GED Test is the most popular test amongst High School Equivalency exams. The GED Test was created in 1942 and it has changed the lives of more than 20 million people in 77 years.
In most states, the GED (or General Education Development) test is used for HSE (high school equivalency) testing purposes.
The GED® test includes four independent modules, or subtests, that need to be completed within a 2-year time frame (in practically all states).
Taking GED practice tests is probably the best way to get all set for the GED exam efficiently. In the following video, a number of GED math questions are covered to get you all set for the GED Math subtest.
The GED exam offers people who couldn’t finish their regular high school education another shot at earning a credential that is in North America and many other countries recognized as equivalent to a common HS diploma by the vast majority of employers, government agencies, and institutions of higher education.
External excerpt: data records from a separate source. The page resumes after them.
// shared helpers

pub mod files;
pub mod urls;
// bearer token providers for the upload transport

use std::fs;
use std::path::PathBuf;

use serde_json::Value;
use tracing::{debug, warn};

use crate::config::SessionConfig;

/// supplies the admin bearer token, if any
pub trait CredentialProvider: Send + Sync {
    fn token(&self) -> Option<String>;
}

impl<F> CredentialProvider for F
where
    F: Fn() -> Option<String> + Send + Sync,
{
    fn token(&self) -> Option<String> {
        self()
    }
}

/// fixed token, e.g. from the command line
#[derive(Debug, Clone, Default)]
pub struct StaticCredential(Option<String>);

impl StaticCredential {
    pub fn new(token: Option<String>) -> Self {
        Self(token.filter(|t| !t.trim().is_empty()))
    }
}

impl CredentialProvider for StaticCredential {
    fn token(&self) -> Option<String> {
        self.0.clone()
    }
}

/// json object file holding the session, read on every call
#[derive(Debug, Clone)]
pub struct SessionStore {
    path: PathBuf,
    key: String,
}

impl SessionStore {
    pub fn new(path: impl Into<PathBuf>, key: impl Into<String>) -> Self {
        Self {
            path: path.into(),
            key: key.into(),
        }
    }

    pub fn from_config(session: &SessionConfig) -> Option<Self> {
        session
            .store
            .as_ref()
            .map(|path| Self::new(path.clone(), session.token_key.clone()))
    }
}

impl CredentialProvider for SessionStore {
    fn token(&self) -> Option<String> {
        let contents = match fs::read_to_string(&self.path) {
            Ok(contents) => contents,
            Err(err) => {
                warn!(
                    "failed to read session store {}: {}",
                    self.path.display(),
                    err
                );
                return None;
            }
        };

        let session: Value = match serde_json::from_str(&contents) {
            Ok(session) => session,
            Err(err) => {
                warn!("session store is not valid json: {}", err);
                return None;
            }
        };

        let token = session
            .get(&self.key)
            .and_then(Value::as_str)
            .map(str::trim)
            .filter(|t| !t.is_empty())
            .map(str::to_string);

        if token.is_none() {
            debug!("no token under key '{}' in session store", self.key);
        }
        token
    }
}
// turns backend locations and stored values into displayable urls

use tracing::debug;

use crate::config::AppConfig;
use crate::utils::urls::{is_absolute_url, is_data_uri, join_asset_path};

/// pure location -> url mapping
///
/// Freshly uploaded locations are always resolvable. Values read back from
/// storage go through [`PathResolver::resolve_stored`], which refuses shapes
/// the current backend does not serve.
#[derive(Debug, Clone, PartialEq, Eq)]
pub struct PathResolver {
    backend_origin: String,
    asset_root: String,
    upload_prefix: String,
    placeholder: String,
}

impl PathResolver {
    pub fn new(
        backend_origin: impl Into<String>,
        asset_root: impl Into<String>,
        upload_prefix: impl Into<String>,
        placeholder: impl Into<String>,
    ) -> Self {
        Self {
            backend_origin: backend_origin.into().trim_end_matches('/').to_string(),
            asset_root: asset_root.into(),
            upload_prefix: upload_prefix.into(),
            placeholder: placeholder.into(),
        }
    }

    pub fn from_config(config: &AppConfig) -> Self {
        Self::new(
            config.backend_origin(),
            config.assets.root.clone(),
            config.assets.upload_prefix.clone(),
            config.assets.placeholder.clone(),
        )
    }

    pub fn backend_origin(&self) -> &str {
        &self.backend_origin
    }

    pub fn placeholder(&self) -> &str {
        &self.placeholder
    }

    /// resolve a location just returned by the upload endpoint
    pub fn resolve(&self, location: &str, folder: &str) -> String {
        let location = location.trim();

        let resolved = if is_absolute_url(location) {
            location.to_string()
        } else if location.starts_with(&self.upload_prefix) {
            format!("{}{}", self.backend_origin, location)
        } else {
            join_asset_path(&self.asset_root, folder, location)
        };

        debug!("resolved location {} -> {}", location, resolved);
        resolved
    }

    /// renderable url for a previously stored value, if it has a shape we serve
    pub fn resolve_stored(&self, value: &str) -> Option<String> {
        let value = value.trim();

        if value.is_empty() {
            return None;
        }

        if is_absolute_url(value) || is_data_uri(value) {
            return Some(value.to_string());
        }

        if value.starts_with(&self.upload_prefix) {
            return Some(format!("{}{}", self.backend_origin, value));
        }

        debug!("stored value is not renderable: {}", value);
        None
    }

    /// url to display for a stored value, the placeholder when not renderable
    pub fn display_url(&self, value: Option<&str>) -> String {
        value
            .and_then(|value| self.resolve_stored(value))
            .unwrap_or_else(|| self.placeholder.clone())
    }
}
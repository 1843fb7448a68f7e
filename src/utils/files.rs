// file operations and formatting utilities

use std::path::Path;

/// format file size in human-readable format (e.g., 1.5 KiB)
pub fn format_file_size(size: u64) -> String {
    const UNITS: &[&str] = &["B", "KiB", "MiB", "GiB", "TiB", "PiB"];
    const THRESHOLD: f64 = 1024.0;

    if size == 0 {
        return "0 B".to_string();
    }

    let mut size_f = size as f64;
    let mut unit_index = 0;

    while size_f >= THRESHOLD && unit_index < UNITS.len() - 1 {
        size_f /= THRESHOLD;
        unit_index += 1;
    }

    if unit_index == 0 {
        format!("{} {}", size, UNITS[unit_index])
    } else {
        format!("{:.1} {}", size_f, UNITS[unit_index])
    }
}

/// get mime type for a file based on its extension
pub fn get_mime_type(file_path: &Path) -> String {
    mime_guess::from_path(file_path)
        .first_or_octet_stream()
        .to_string()
}

/// file name component as a string, falling back to "upload"
pub fn display_file_name(file_path: &Path) -> String {
    file_path
        .file_name()
        .map(|name| name.to_string_lossy().into_owned())
        .unwrap_or_else(|| "upload".to_string())
}
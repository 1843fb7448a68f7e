// canonical location extraction from upload responses

use serde_json::Value;
use thiserror::Error;
use tracing::debug;

/// one place the backend may put the stored location, as a json pointer
#[derive(Debug, Clone, Copy, PartialEq, Eq)]
pub struct LocationShape {
    pub name: &'static str,
    pub pointer: &'static str,
}

const DATA_URL: LocationShape = LocationShape {
    name: "data.url",
    pointer: "/data/url",
};

/// lookup order for the image endpoint, first populated field wins
pub const ALL_SHAPES: &[LocationShape] = &[
    DATA_URL,
    LocationShape {
        name: "filePath",
        pointer: "/filePath",
    },
    LocationShape {
        name: "publicPath",
        pointer: "/publicPath",
    },
    LocationShape {
        name: "path",
        pointer: "/path",
    },
    LocationShape {
        name: "filename",
        pointer: "/filename",
    },
];

/// the document endpoint only ever answers with `data.url`
pub const DATA_URL_ONLY: &[LocationShape] = &[DATA_URL];

#[derive(Debug, Error)]
#[error("Respons server tidak berisi lokasi file")]
pub struct MissingLocation {
    pub raw: Value,
}

/// extract the stored location using every known shape
pub fn extract_location(raw: &Value) -> Result<String, MissingLocation> {
    extract_location_with(raw, ALL_SHAPES)
}

/// extract the stored location probing `shapes` in order
pub fn extract_location_with(
    raw: &Value,
    shapes: &[LocationShape],
) -> Result<String, MissingLocation> {
    shapes
        .iter()
        .find_map(|shape| {
            let location = populated(raw.pointer(shape.pointer))?;
            debug!("location found under {}: {}", shape.name, location);
            Some(location.to_string())
        })
        .ok_or_else(|| MissingLocation { raw: raw.clone() })
}

// only non-blank strings count
fn populated(value: Option<&Value>) -> Option<&str> {
    value
        .and_then(Value::as_str)
        .map(str::trim)
        .filter(|s| !s.is_empty())
}
// configuration module public api

pub mod types;
pub mod loading;

pub use types::*;
pub use loading::{load_configuration, validate_configuration};
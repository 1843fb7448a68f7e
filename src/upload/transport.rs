// multipart upload to the backend

use std::sync::Arc;

use anyhow::{Context, Result};
use reqwest::{
    multipart::{Form, Part},
    Client, StatusCode,
};
use serde_json::Value;
use thiserror::Error;
use tracing::{debug, error, info, instrument};

use super::credentials::CredentialProvider;
use super::file::CandidateFile;
use crate::utils::files::format_file_size;

/// multipart part carrying the file bytes
pub const FILE_FIELD: &str = "file";
/// multipart part carrying the classification folder
pub const FOLDER_FIELD: &str = "folder";

const GENERIC_FAILURE: &str = "Gagal mengunggah file";

#[derive(Debug, Error)]
pub enum TransportError {
    /// backend answered with a non-2xx status
    #[error("{message}")]
    Rejected { status: StatusCode, message: String },
    #[error("{}", GENERIC_FAILURE)]
    Request(#[source] reqwest::Error),
    #[error("{}", GENERIC_FAILURE)]
    InvalidBody(#[source] serde_json::Error),
}

/// build the shared http client
pub fn build_client() -> Result<Client> {
    Client::builder()
        .user_agent(concat!("desa-upload/", env!("CARGO_PKG_VERSION")))
        .build()
        .context("failed to build http client")
}

/// posts one file per call to a fixed endpoint, no retries
#[derive(Clone)]
pub struct UploadTransport {
    client: Client,
    endpoint: String,
    credentials: Arc<dyn CredentialProvider>,
}

impl UploadTransport {
    pub fn new(
        client: Client,
        endpoint: impl Into<String>,
        credentials: Arc<dyn CredentialProvider>,
    ) -> Self {
        Self {
            client,
            endpoint: endpoint.into(),
            credentials,
        }
    }

    pub fn endpoint(&self) -> &str {
        &self.endpoint
    }

    #[instrument(skip(self, file), fields(endpoint = %self.endpoint, file = %file.name))]
    pub async fn upload(&self, file: &CandidateFile, folder: &str) -> Result<Value, TransportError> {
        info!(
            "uploading {} ({}) to folder '{}'",
            file.name,
            format_file_size(file.size()),
            folder
        );

        let part = Part::stream_with_length(file.bytes.clone(), file.size())
            .file_name(file.name.clone())
            .mime_str(&file.mime_type)
            .map_err(TransportError::Request)?;

        let form = Form::new()
            .part(FILE_FIELD, part)
            .text(FOLDER_FIELD, folder.to_string());

        let mut request = self.client.post(&self.endpoint).multipart(form);
        if let Some(token) = self.credentials.token() {
            debug!("attaching bearer credential");
            request = request.bearer_auth(token);
        }

        let response = request.send().await.map_err(|err| {
            error!("upload request failed: {}", err);
            TransportError::Request(err)
        })?;

        let status = response.status();
        let body = response.bytes().await.map_err(TransportError::Request)?;

        if !status.is_success() {
            let message = error_message(&body).unwrap_or_else(|| GENERIC_FAILURE.to_string());
            error!("upload rejected with HTTP {}: {}", status, message);
            return Err(TransportError::Rejected { status, message });
        }

        let raw: Value = serde_json::from_slice(&body).map_err(|err| {
            error!("upload succeeded but response is not json: {}", err);
            TransportError::InvalidBody(err)
        })?;

        info!("upload completed with HTTP {}", status);
        Ok(raw)
    }
}

/// human-readable message from an error body, `error` before `message`
fn error_message(body: &[u8]) -> Option<String> {
    let raw: Value = serde_json::from_slice(body).ok()?;
    ["error", "message"].iter().find_map(|key| {
        raw.get(key)
            .and_then(Value::as_str)
            .map(str::trim)
            .filter(|s| !s.is_empty())
            .map(str::to_string)
    })
}

#[cfg(test)]
mod tests {
    use super::*;

    #[test]
    fn test_error_message_prefers_error_field() {
        let body = br#"{ "error": "Token tidak valid", "message": "Unauthorized" }"#;
        assert_eq!(error_message(body).as_deref(), Some("Token tidak valid"));
    }

    #[test]
    fn test_error_message_falls_back_to_message_field() {
        let body = br#"{ "error": "", "message": "Folder tidak dikenal" }"#;
        assert_eq!(error_message(body).as_deref(), Some("Folder tidak dikenal"));
    }

    #[test]
    fn test_error_message_unparseable_body() {
        assert_eq!(error_message(b"<html>502 Bad Gateway</html>"), None);
        assert_eq!(error_message(br#"{ "status": 500 }"#), None);
        assert_eq!(error_message(b""), None);
    }
}
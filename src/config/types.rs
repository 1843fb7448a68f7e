// configuration type definitions

use clap::{Parser, Subcommand};
use serde::{Deserialize, Serialize};
use std::path::PathBuf;

/// command line interface definition
#[derive(Parser, Debug, Clone)]
#[command(name = "desa-upload", version = env!("CARGO_PKG_VERSION"))]
#[command(about = "upload images and documents to the village website backend")]
pub struct Cli {
    /// config file to use
    #[arg(short = 'c', long, global = true)]
    pub config_file: Option<PathBuf>,

    /// api base url, must end in /api
    #[arg(long, global = true)]
    pub api_base_url: Option<String>,

    /// increase verbosity (-v, -vv, -vvv)
    #[arg(short = 'v', long, action = clap::ArgAction::Count, global = true)]
    pub verbose: u8,

    /// decrease verbosity (-q, -qq)
    #[arg(short = 'q', long, action = clap::ArgAction::Count, global = true)]
    pub quiet: u8,

    #[command(subcommand)]
    pub command: Command,
}

/// subcommands
#[derive(Subcommand, Debug, Clone)]
pub enum Command {
    /// validate and upload a file, then print its resolved url
    Upload {
        /// file to upload
        file: PathBuf,

        /// classification folder sent with the upload (e.g. galeri, bumdes)
        #[arg(short = 'f', long)]
        folder: String,

        /// upload as a pdf document instead of an image
        #[arg(short = 'd', long)]
        document: bool,

        /// bearer token, overrides the session store
        #[arg(short = 't', long, env = "DESA_TOKEN")]
        token: Option<String>,

        /// value currently stored on the record being edited
        #[arg(long)]
        current: Option<String>,
    },

    /// resolve a location returned by the backend into a url
    Resolve {
        location: String,

        #[arg(short = 'f', long)]
        folder: String,
    },

    /// print the url a stored value would be displayed with
    Preview { value: String },
}

/// complete application configuration
#[derive(Debug, Clone, Deserialize, Serialize, Default)]
pub struct AppConfig {
    #[serde(default)]
    pub api: ApiConfig,
    #[serde(default)]
    pub assets: AssetConfig,
    #[serde(default)]
    pub endpoints: EndpointConfig,
    #[serde(default)]
    pub session: SessionConfig,
}

/// backend api configuration
#[derive(Debug, Clone, Deserialize, Serialize)]
pub struct ApiConfig {
    #[serde(default = "default_api_base_url")]
    pub base_url: String,
}

/// where assets live when they are not served by the backend
#[derive(Debug, Clone, Deserialize, Serialize)]
pub struct AssetConfig {
    #[serde(default = "default_asset_root")]
    pub root: String,
    #[serde(default = "default_upload_prefix")]
    pub upload_prefix: String,
    #[serde(default = "default_placeholder")]
    pub placeholder: String,
}

/// upload endpoints, relative to the api base url or absolute
#[derive(Debug, Clone, Deserialize, Serialize)]
pub struct EndpointConfig {
    #[serde(default = "default_image_endpoint")]
    pub image: String,
    #[serde(default = "default_document_endpoint")]
    pub document: String,
}

/// session store holding the admin bearer token
#[derive(Debug, Clone, Deserialize, Serialize)]
pub struct SessionConfig {
    pub store: Option<PathBuf>,
    #[serde(default = "default_token_key")]
    pub token_key: String,
}

impl AppConfig {
    /// backend origin derived from the api base url
    pub fn backend_origin(&self) -> String {
        crate::utils::urls::strip_api_suffix(&self.api.base_url)
    }

    /// fully qualified image upload url
    pub fn image_endpoint(&self) -> String {
        crate::utils::urls::join_url(&self.api.base_url, &self.endpoints.image)
    }

    /// fully qualified document upload url
    pub fn document_endpoint(&self) -> String {
        crate::utils::urls::join_url(&self.api.base_url, &self.endpoints.document)
    }
}

impl Default for ApiConfig {
    fn default() -> Self {
        Self {
            base_url: default_api_base_url(),
        }
    }
}

impl Default for AssetConfig {
    fn default() -> Self {
        Self {
            root: default_asset_root(),
            upload_prefix: default_upload_prefix(),
            placeholder: default_placeholder(),
        }
    }
}

impl Default for EndpointConfig {
    fn default() -> Self {
        Self {
            image: default_image_endpoint(),
            document: default_document_endpoint(),
        }
    }
}

impl Default for SessionConfig {
    fn default() -> Self {
        Self {
            store: None,
            token_key: default_token_key(),
        }
    }
}

// default value functions for serde
fn default_api_base_url() -> String {
    "http://localhost:5000/api".to_string()
}

fn default_asset_root() -> String {
    "/images".to_string()
}

fn default_upload_prefix() -> String {
    "/uploads/".to_string()
}

fn default_placeholder() -> String {
    "/images/placeholder.png".to_string()
}

fn default_image_endpoint() -> String {
    "/upload".to_string()
}

fn default_document_endpoint() -> String {
    "/upload/pdf".to_string()
}

fn default_token_key() -> String {
    "token".to_string()
}
// wiring from configuration to transports, resolver and fields

use std::sync::Arc;

use anyhow::Result;
use tracing::{debug, info};

use super::credentials::{CredentialProvider, SessionStore, StaticCredential};
use super::field::UploadField;
use super::resolver::PathResolver;
use super::transport::{build_client, UploadTransport};
use super::validator::FileKind;
use crate::config::AppConfig;

/// everything the admin forms need to host upload fields
#[derive(Clone)]
pub struct UploadService {
    image: UploadTransport,
    document: UploadTransport,
    resolver: PathResolver,
}

impl UploadService {
    /// build from configuration; `token` wins over the session store
    pub fn from_config(config: &AppConfig, token: Option<String>) -> Result<Self> {
        let credentials: Arc<dyn CredentialProvider> = match token {
            Some(token) => Arc::new(StaticCredential::new(Some(token))),
            None => match SessionStore::from_config(&config.session) {
                Some(store) => {
                    debug!("reading credentials from session store");
                    Arc::new(store)
                }
                None => Arc::new(StaticCredential::default()),
            },
        };

        Self::with_credentials(config, credentials)
    }

    pub fn with_credentials(
        config: &AppConfig,
        credentials: Arc<dyn CredentialProvider>,
    ) -> Result<Self> {
        let client = build_client()?;
        let service = Self {
            image: UploadTransport::new(client.clone(), config.image_endpoint(), credentials.clone()),
            document: UploadTransport::new(client, config.document_endpoint(), credentials),
            resolver: PathResolver::from_config(config),
        };

        info!(
            "upload endpoints: image={} document={}",
            service.image.endpoint(),
            service.document.endpoint()
        );
        Ok(service)
    }

    pub fn transport(&self, kind: FileKind) -> &UploadTransport {
        match kind {
            FileKind::Image => &self.image,
            FileKind::Document => &self.document,
        }
    }

    pub fn resolver(&self) -> &PathResolver {
        &self.resolver
    }

    /// a fresh field for one form input
    pub fn field(
        &self,
        kind: FileKind,
        folder: impl Into<String>,
        on_change: impl FnMut(Option<&str>) + Send + 'static,
    ) -> UploadField {
        UploadField::new(kind.policy(), folder, self.resolver.clone(), on_change)
    }
}

#[cfg(test)]
mod tests {
    use super::*;

    #[test]
    fn test_endpoints_follow_configuration() {
        let mut config = AppConfig::default();
        config.api.base_url = "https://api.example.id/api".to_string();
        config.endpoints.document = "https://files.example.id/pdf".to_string();

        let service = UploadService::from_config(&config, None).unwrap();
        assert_eq!(
            service.transport(FileKind::Image).endpoint(),
            "https://api.example.id/api/upload"
        );
        assert_eq!(
            service.transport(FileKind::Document).endpoint(),
            "https://files.example.id/pdf"
        );
        assert_eq!(service.resolver().backend_origin(), "https://api.example.id");
    }

    #[test]
    fn test_field_uses_kind_policy() {
        let service = UploadService::from_config(&AppConfig::default(), None).unwrap();
        let field = service.field(FileKind::Document, "apbdes", |_| {});

        assert_eq!(field.policy().kind, FileKind::Document);
        assert_eq!(field.folder(), "apbdes");
    }
}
Once you pass the GED exam, you’ll receive the GED diploma, a valuable certificate that will allow you to advance your career or continue your education.
If you want to pursue a new career or continue on to higher education, then receiving your high school equivalency certificate is the most valuable step you can take.
Most colleges, as well as many employers, require some type of high school completion certificate. The GED exam is a great way to obtain your high school equivalency certificate diploma.
The four GED modules cover the academic fields of Math (Mathematical Reasoning). Language (Reasoning through Language Arts or RLAS), Science, and Social Studies.
In our contemporary job market, there’s hardly any position that doesn’t require an applicant to hold at least a secondary education degree, meaning a high school diploma or equivalent. The fact that the GED exam must be taken entirely on a computer makes also sense as there’s hardly any job out there that doesn’t require at least basic keyboarding and computer skills.
The GED tests are not easy at all. Students need to demonstrate the knowledge of 4 subjects on the High School Level.
There are many free GED practice tests that are modeled after the real test. Each subject test will present the same type of questions found on the real GED test and you can find thousands of GED practice test questions. You are welcome to take them as many times as you’d like.
The GED exam is offered practically in all states though some states began offering alternative tests such as the HiSET (High School Equivalency Test) or the TASC (Test Assessing Secondary Completion) and a number of states offer multiple options for students to earn their high school equivalency diplomas.